BY JOHN RUCH –
Ipsum Diagnostics began 2020 with its routine business of checking samples for dermatologists, neurologists and other medical practices. But it also heard about a novel coronavirus beginning a global spread.
Now the rapidly growing Sandy Springs laboratory is dedicated to the COVID-19 battle, cranking through as many as 7,000 tests a day on behalf of the Georgia Department of Public Health.
“It’s really important to everyone here,” says Lauren Bricks, Ipsum’s co-founder and chief operating officer, who grew up in Sandy Springs. “You can see it. You can feel it. It’s really amazing how everyone has really stepped up.”
Bricks is a graduate of the school now called Riverwood International Charter School. She had a previous career in medical research, including biodefense on behalf of the Army and Navy, and setting up labs for various medical practices and companies. In 2011, she re-
turned to Sandy Springs, where she now lives with husband Peter, an attorney, in the house where she grew up.
In 2016, she co-founded Ipsum with Colin Rogers, who was the national sales director at her previous job. The plan was to go into the lab business for themselves, with their own specialty tests and protocols. A core of their medical diagnostic work is polymerase chain
reaction, a technique for quickly identifying pathogens by amplifying a small amount of their DNA or RNA genetic material.
Ipsum — the name means “accuracy” or “precision” in Latin — operates at 8607 Roberts Drive, a Sandy Springs location chosen so that the Bricks could stay settled in their hometown.
Amid the normal lab work, Ipsum in late 2019 learned about the coronavirus. “We heard about it just like everyone else, in the news,” said Bricks. They also knew “that it was better to get in front of it.” She recalled that by early February, the staff was saying, “We don’t’ know what it’s going to look like in the United States. But we’re going to go ahead, as soon as we have the genetic sequences [of the coronavirus], we’re going to start the development work.”
Bricks said Ispum knew it was ideally suited to help on the testing front of the pandemic battle. “We already had the whole infrastructure in place,” she said. “We had the right equipment. We had the right
technology… We already had the safety measures in place to work with these types of specimens.”
Foreseeing that supplies would become scarce for standard tests, Ipsum developed its own, which gained emergency authorization from the U.S. Food and Drug Administration effective April 1.
What they didn’t foresee was the immense demand. The company, now at about 100 employees, had good timing in that it was already planning a 10,000-square-foot expansion.
“When you think about the demand just surging overnight, and you think about any business that is producing something — take shoes, for example, and one day you’re making 5,000 pairs of shoes and the next day you’re being asked to do 20,000 pairs of shoes. A laboratory’s no different,” Bricks said.
As of late July, Ipsum had processed between 250,000 and 300,000 COVID-19 tests, Bricks said.
Accuracy of COVID-19 tests has been a topic in the local and national news, with some patients seeing false positive or false negative results, and others frustrated by “inconclusive” results. Bricks said that designing and refining controls for accurate results is basic to all diagnostics, but that the COVID-19 mass testing has some unusual challenges. For example, it was not normal practice before the pandemic to collect a specimen from someone sitting in their car in a parking lot — a less than ideal environment.
Among the techniques Ipsum uses is also checking the amount of human genetic material in the sample; if there is not enough evidence of the patient themselves, then there probably isn’t enough material to confirm a COVID result, either. The vast quantity of tests is providing Ipsum with large amounts of data to refine the testing models, she said.

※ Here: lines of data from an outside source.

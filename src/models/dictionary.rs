//! Dictionary entries and folders
//!
//! Entries are captured from vocabulary-mode documents. Folders group entries;
//! an entry without a folder is "uncategorized".

use serde::{Deserialize, Serialize};

use super::core::{new_id, now_millis};

#[derive(Serialize, Deserialize, Clone, Debug, PartialEq)]
#[serde(rename_all = "camelCase")]
pub struct DictionaryEntry {
    pub id: String,

    pub word: String,

    #[serde(default)]
    pub definition: String,

    /// Document the word was captured from
    #[serde(rename = "sourceBookId", default, skip_serializing_if = "Option::is_none")]
    pub source_document_id: Option<String>,

    /// Must name a live folder when present
    #[serde(default, skip_serializing_if = "Option::is_none")]
    pub folder_id: Option<String>,

    pub created_at: i64,
}

impl DictionaryEntry {
    pub fn new(
        word: impl Into<String>,
        definition: impl Into<String>,
        source_document_id: Option<String>,
    ) -> Self {
        Self {
            id: new_id(),
            word: word.into(),
            definition: definition.into(),
            source_document_id,
            folder_id: None,
            created_at: now_millis(),
        }
    }

    /// Case-insensitive substring match over word and definition
    pub fn matches_search(&self, needle: &str) -> bool {
        let needle = needle.trim().to_lowercase();
        if needle.is_empty() {
            return true;
        }
        self.word.to_lowercase().contains(&needle)
            || self.definition.to_lowercase().contains(&needle)
    }
}

#[derive(Serialize, Deserialize, Clone, Debug, PartialEq)]
#[serde(rename_all = "camelCase")]
pub struct DictionaryFolder {
    pub id: String,
    pub name: String,
    pub created_at: i64,
}

impl DictionaryFolder {
    pub fn new(name: impl Into<String>) -> Self {
        Self {
            id: new_id(),
            name: name.into(),
            created_at: now_millis(),
        }
    }
}

/// Which folder(s) a dictionary listing is restricted to
#[derive(Serialize, Deserialize, Clone, Debug, Default, PartialEq, Eq)]
#[serde(tag = "kind", content = "id", rename_all = "camelCase")]
pub enum FolderFilter {
    #[default]
    All,
    /// Entries with no folder
    Uncategorized,
    Folder(String),
}

impl FolderFilter {
    pub fn matches(&self, entry: &DictionaryEntry) -> bool {
        match self {
            FolderFilter::All => true,
            FolderFilter::Uncategorized => entry.folder_id.is_none(),
            FolderFilter::Folder(id) => entry.folder_id.as_deref() == Some(id.as_str()),
        }
    }
}

/// Search text plus folder restriction for dictionary listings
#[derive(Serialize, Deserialize, Clone, Debug, Default, PartialEq, Eq)]
#[serde(rename_all = "camelCase")]
pub struct EntryFilter {
    #[serde(default)]
    pub search: String,

    #[serde(default)]
    pub folder: FolderFilter,
}

impl EntryFilter {
    pub fn matches(&self, entry: &DictionaryEntry) -> bool {
        entry.matches_search(&self.search) && self.folder.matches(entry)
    }
}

Ipsum is dedicated to COVID testing now, with its normal business virtually nonexistent due to the pandemic reduction in elective medical visits. Bricks declined to discuss the financial impacts on Ipsum, but said it is a time of unusual collaboration among labs, including on proprietary matters like test designs and protocols.
“Yeah, of course in a normal, non-pandemic world, you are very protective of that,” Bricks said of such information, but Ipsum has shared its protocols with two other labs and brought technicians in to train them. “No lab can absorb the entire capacity that’s needed,”
she said.
Ipsum has to do all that work while following the same safety guidelines as any other business, including social distancing and daily testing of anyone who enters the building. While spreading COVID-19 is a public health problem anywhere, quarantines and cleanup
shutdowns would be especially devastating at a diagnostic lab.
“If we have COVID here, it impacts everybody outside these walls because of the volume [of testing] we’re doing for the state,” said Bricks.
For the lab staff, it means tremendous pressure and stress, said Bricks, but also a dedication to the mission. “It’s inspiring,” she said.